/---

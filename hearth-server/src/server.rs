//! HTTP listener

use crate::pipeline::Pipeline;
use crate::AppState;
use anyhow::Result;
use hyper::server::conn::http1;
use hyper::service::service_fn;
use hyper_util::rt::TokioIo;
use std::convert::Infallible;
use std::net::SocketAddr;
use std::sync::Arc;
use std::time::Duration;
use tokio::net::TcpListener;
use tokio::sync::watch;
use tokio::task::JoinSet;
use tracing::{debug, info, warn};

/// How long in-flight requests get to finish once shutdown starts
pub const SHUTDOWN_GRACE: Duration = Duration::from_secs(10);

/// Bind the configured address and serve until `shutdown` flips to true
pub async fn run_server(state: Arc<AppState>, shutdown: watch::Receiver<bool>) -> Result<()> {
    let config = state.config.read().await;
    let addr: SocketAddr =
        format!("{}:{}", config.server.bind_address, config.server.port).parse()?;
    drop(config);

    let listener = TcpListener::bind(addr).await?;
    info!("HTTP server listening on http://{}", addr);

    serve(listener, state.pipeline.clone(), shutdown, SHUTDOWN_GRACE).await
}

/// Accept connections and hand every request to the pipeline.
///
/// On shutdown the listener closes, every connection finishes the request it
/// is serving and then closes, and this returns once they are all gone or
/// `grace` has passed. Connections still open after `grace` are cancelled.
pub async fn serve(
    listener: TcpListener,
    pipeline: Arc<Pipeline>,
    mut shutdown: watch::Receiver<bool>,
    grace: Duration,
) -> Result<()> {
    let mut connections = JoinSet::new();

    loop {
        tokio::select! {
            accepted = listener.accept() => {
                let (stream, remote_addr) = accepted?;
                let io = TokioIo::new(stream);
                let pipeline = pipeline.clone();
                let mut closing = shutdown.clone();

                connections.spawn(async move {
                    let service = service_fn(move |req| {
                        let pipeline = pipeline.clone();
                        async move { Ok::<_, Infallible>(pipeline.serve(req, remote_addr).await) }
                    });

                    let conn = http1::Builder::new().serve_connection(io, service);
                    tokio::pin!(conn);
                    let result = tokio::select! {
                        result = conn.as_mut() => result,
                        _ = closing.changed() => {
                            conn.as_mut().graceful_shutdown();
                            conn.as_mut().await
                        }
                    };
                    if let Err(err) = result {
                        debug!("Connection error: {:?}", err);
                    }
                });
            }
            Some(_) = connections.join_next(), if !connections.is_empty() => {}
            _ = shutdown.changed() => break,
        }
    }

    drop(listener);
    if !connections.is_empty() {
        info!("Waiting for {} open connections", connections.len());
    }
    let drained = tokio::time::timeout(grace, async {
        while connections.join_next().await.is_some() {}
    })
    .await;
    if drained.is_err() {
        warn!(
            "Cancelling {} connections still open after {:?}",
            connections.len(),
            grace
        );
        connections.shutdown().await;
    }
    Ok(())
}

\---

**TASK TO CARRY OUT**. Repeat the data word for word, starting at its first line and stopping after the line that contains "flips to true".

**SOLUTION FOR THIS EXERCISE**.
filename hearth-server/src/server.rs
//! HTTP listener

use crate::pipeline::Pipeline;
use crate::AppState;
use anyhow::Result;
use hyper::server::conn::http1;
use hyper::service::service_fn;
use hyper_util::rt::TokioIo;
use std::convert::Infallible;
use std::net::SocketAddr;
use std::sync::Arc;
use std::time::Duration;
use tokio::net::TcpListener;
use tokio::sync::watch;
use tokio::task::JoinSet;
use tracing::{debug, info, warn};

/// How long in-flight requests get to finish once shutdown starts
pub const SHUTDOWN_GRACE: Duration = Duration::from_secs(10);

/// Bind the configured address and serve until `shutdown` flips to true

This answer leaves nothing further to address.